Gilbert Quevillon a perdu son père en septembre dernier d’un cancer des os qui l’a foudroyé en l’espace deux semaines. Cette année, c’est au tour de sa mère de se mourir d’un cancer du côlon qui se généralise de jour en jour. L’hôpital a tout de même cru bon de procéder à des évaluations pour le moins étonnantes, dont l’une consistait à préparer un repas.
«J’étais furieux quand j’ai appris que le département allait fermer, lance l’homme d’affaires Gilbert Quevillon.
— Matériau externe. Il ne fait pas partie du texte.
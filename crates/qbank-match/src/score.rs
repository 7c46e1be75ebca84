//! Fuzzy scoring for course-name matching.
//!
//! Scoring is an ordered cascade of rules evaluated top to bottom; the first
//! applicable rule decides the score. There is deliberately no edit-distance
//! metric here: the cascade mirrors how operators actually name files
//! (exact names, truncations, accent-free respellings, word subsets).

use serde::{Deserialize, Serialize};

use qbank_model::Course;

use crate::normalize::normalize_course;

/// Minimum score a catalog entry must strictly exceed to be suggested.
pub const DEFAULT_MATCH_THRESHOLD: f64 = 0.7;

/// Which cascade rule produced a score.
#[derive(Debug, Clone, Copy, PartialEq, Eq, Serialize, Deserialize)]
pub enum MatchRule {
    /// Case-insensitive trimmed equality.
    Exact,
    /// One raw string contains the other.
    Contains,
    /// Equality after normalization (diacritics and punctuation stripped).
    NormalizedExact,
    /// Containment after normalization.
    NormalizedContains,
    /// Word-level overlap between normalized strings.
    TokenOverlap,
    /// No rule applied.
    NoMatch,
}

impl MatchRule {
    /// Short human-readable label for tables and logs.
    pub fn describe(self) -> &'static str {
        match self {
            Self::Exact => "exact",
            Self::Contains => "contains",
            Self::NormalizedExact => "normalized",
            Self::NormalizedContains => "normalized contains",
            Self::TokenOverlap => "token overlap",
            Self::NoMatch => "no match",
        }
    }
}

/// Score plus the rule that produced it.
#[derive(Debug, Clone, Copy, PartialEq)]
pub struct ScoredMatch {
    /// Similarity in `[0.0, 1.0]`.
    pub score: f64,
    /// First cascade rule that applied.
    pub rule: MatchRule,
}

/// A catalog entry selected for a search string.
#[derive(Debug, Clone, PartialEq, Serialize)]
pub struct CourseMatch {
    /// The matched catalog entry.
    pub course: Course,
    /// Similarity in `[0.0, 1.0]`.
    pub score: f64,
    /// Rule that produced the score.
    pub rule: MatchRule,
}

/// Scores a search string against a candidate course name.
///
/// Cascade order and constants are fixed:
///
/// 1. trimmed case-insensitive equality -> 1.0
/// 2. raw containment either way -> 0.8
/// 3. normalized equality -> 0.9
/// 4. normalized containment -> 0.7
/// 5. token overlap -> `matched / max(words) * 0.6`
/// 6. nothing matched -> 0.0
///
/// Note that rule 2 is checked before rule 3 even though it scores lower;
/// the evaluation order is part of the contract.
pub fn score_course(search: &str, candidate: &str) -> ScoredMatch {
    let search = search.trim();
    let candidate = candidate.trim();
    if search.is_empty() || candidate.is_empty() {
        return ScoredMatch {
            score: 0.0,
            rule: MatchRule::NoMatch,
        };
    }

    let search_lower = search.to_lowercase();
    let candidate_lower = candidate.to_lowercase();

    if search_lower == candidate_lower {
        return ScoredMatch {
            score: 1.0,
            rule: MatchRule::Exact,
        };
    }

    if search_lower.contains(&candidate_lower) || candidate_lower.contains(&search_lower) {
        return ScoredMatch {
            score: 0.8,
            rule: MatchRule::Contains,
        };
    }

    let search_norm = normalize_course(search);
    let candidate_norm = normalize_course(candidate);

    if !search_norm.is_empty() && search_norm == candidate_norm {
        return ScoredMatch {
            score: 0.9,
            rule: MatchRule::NormalizedExact,
        };
    }

    if !search_norm.is_empty()
        && !candidate_norm.is_empty()
        && (search_norm.contains(&candidate_norm) || candidate_norm.contains(&search_norm))
    {
        return ScoredMatch {
            score: 0.7,
            rule: MatchRule::NormalizedContains,
        };
    }

    token_overlap(&search_norm, &candidate_norm)
}

/// Similarity score alone, for callers that do not need the rule.
pub fn fuzzy_match_course(search: &str, candidate: &str) -> f64 {
    score_course(search, candidate).score
}

/// Word-level overlap between two normalized strings.
///
/// A search word counts as matched when it contains, or is contained by, any
/// candidate word. The denominator is the larger word count; this can under-
/// or over-reward asymmetric names but is preserved behavior.
fn token_overlap(search_norm: &str, candidate_norm: &str) -> ScoredMatch {
    let search_words: Vec<&str> = search_norm.split(' ').filter(|w| !w.is_empty()).collect();
    let candidate_words: Vec<&str> = candidate_norm
        .split(' ')
        .filter(|w| !w.is_empty())
        .collect();

    if search_words.is_empty() || candidate_words.is_empty() {
        return ScoredMatch {
            score: 0.0,
            rule: MatchRule::NoMatch,
        };
    }

    let matched = search_words
        .iter()
        .filter(|word| {
            candidate_words
                .iter()
                .any(|cand| cand.contains(**word) || word.contains(*cand))
        })
        .count();

    if matched == 0 {
        return ScoredMatch {
            score: 0.0,
            rule: MatchRule::NoMatch,
        };
    }

    let denominator = search_words.len().max(candidate_words.len()) as f64;
    ScoredMatch {
        score: matched as f64 / denominator * 0.6,
        rule: MatchRule::TokenOverlap,
    }
}

/// Picks the catalog entry with the strictly-highest score above `threshold`.
///
/// Returns `None` for an empty search string or empty catalog. Ties keep the
/// first-seen entry: only a strict improvement replaces the incumbent.
pub fn find_best_matching_course<'a>(
    search: &str,
    courses: &'a [Course],
    threshold: f64,
) -> Option<&'a Course> {
    if search.trim().is_empty() || courses.is_empty() {
        return None;
    }

    let mut best: Option<(usize, f64)> = None;
    for (index, course) in courses.iter().enumerate() {
        let score = fuzzy_match_course(search, &course.name);
        if best.is_none_or(|(_, best_score)| score > best_score) {
            best = Some((index, score));
        }
    }

    best.and_then(|(index, score)| (score > threshold).then(|| &courses[index]))
}

/// Like [`find_best_matching_course`] but keeps the score and rule.
pub fn best_course_match(search: &str, courses: &[Course], threshold: f64) -> Option<CourseMatch> {
    let course = find_best_matching_course(search, courses, threshold)?;
    let scored = score_course(search, &course.name);
    Some(CourseMatch {
        course: course.clone(),
        score: scored.score,
        rule: scored.rule,
    })
}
Quand la maladie est apparue chez mon père, il s’est retrouvé dans un endroit paisible, avec des bénévoles extraordinaires qui distribuaient des biscuits chauds et mettaient de petites musiques douces.» Quand sa mère est tombée malade, lui et sa femme en ont pris soin autant que faire se peut, en se disant qu’au moins, elle allait finir ses jours dans un décor agréable, grâce à l’unité de soins palliatifs de Sainte-Agathe, confie-t-il.
«Est venu un temps où on était plus capables. On avait droit à une infirmière, une demie-heure, une fois par semaine. Le reste du temps, on devait faire toutes les injections, changer ses sacs et lui donner tous les médicaments dont elle avait besoin. Ma mère commençait à avoir des hallucinations. Avec les trois enfants, ce n’était plus possible de la soigner convenablement. D’autant plus qu’on était restés sans nouvelles des services de soins à domicile pendant deux semaines.»

Le 3 novembre, Mme Quevillon est admise aux soins palliatifs, une unité que l’on appelle désormais soins palliatifs / fin de vie et où, depuis plus de deux semaines, l’établissement applique le fait que les patients doivent y séjourner un maximum de 30 jours. «Ça faisait 19 jours que ma mère était hospitalisée quand ils ont commencé à me harceler, confie Gilbert Quevillon. Pourtant, tout le monde sait qu’elle avait besoin d’une présence 24h sur 24. Je leur ai demandé: avez-vous des services à m’offrir? Ils m’ont répondut non.»

Sa mère évaluée

Mme Quevillon a échoué sa première évaluation: elle se croyait en 1987. On réévalue son cas en lui proposant de cuisiner une sauce à spaghetti. «Au départ, ma mère n’était pas capable de mettre ses pantoufles, raconte son fils. Selon moi, elle échouait déjà son test, mais non. On lui met ses pantoufles. On se rend compte qu’elle ne peut pas marcher, on fait appel au fauteuil roulant. Ils l’ont finalement forcée à faire la cuisine et elle en a eu pour deux jours à s’en remettre! Et on lui a donné 9 sur 10, ironise-t-il. Ces évaluations-là, ça n’existait pas avant. On traitait pour le mieux, un point c’est tout. Et là, on arrive à l’échéance de 30 jours. Qui décide à quelle heure on meurt?»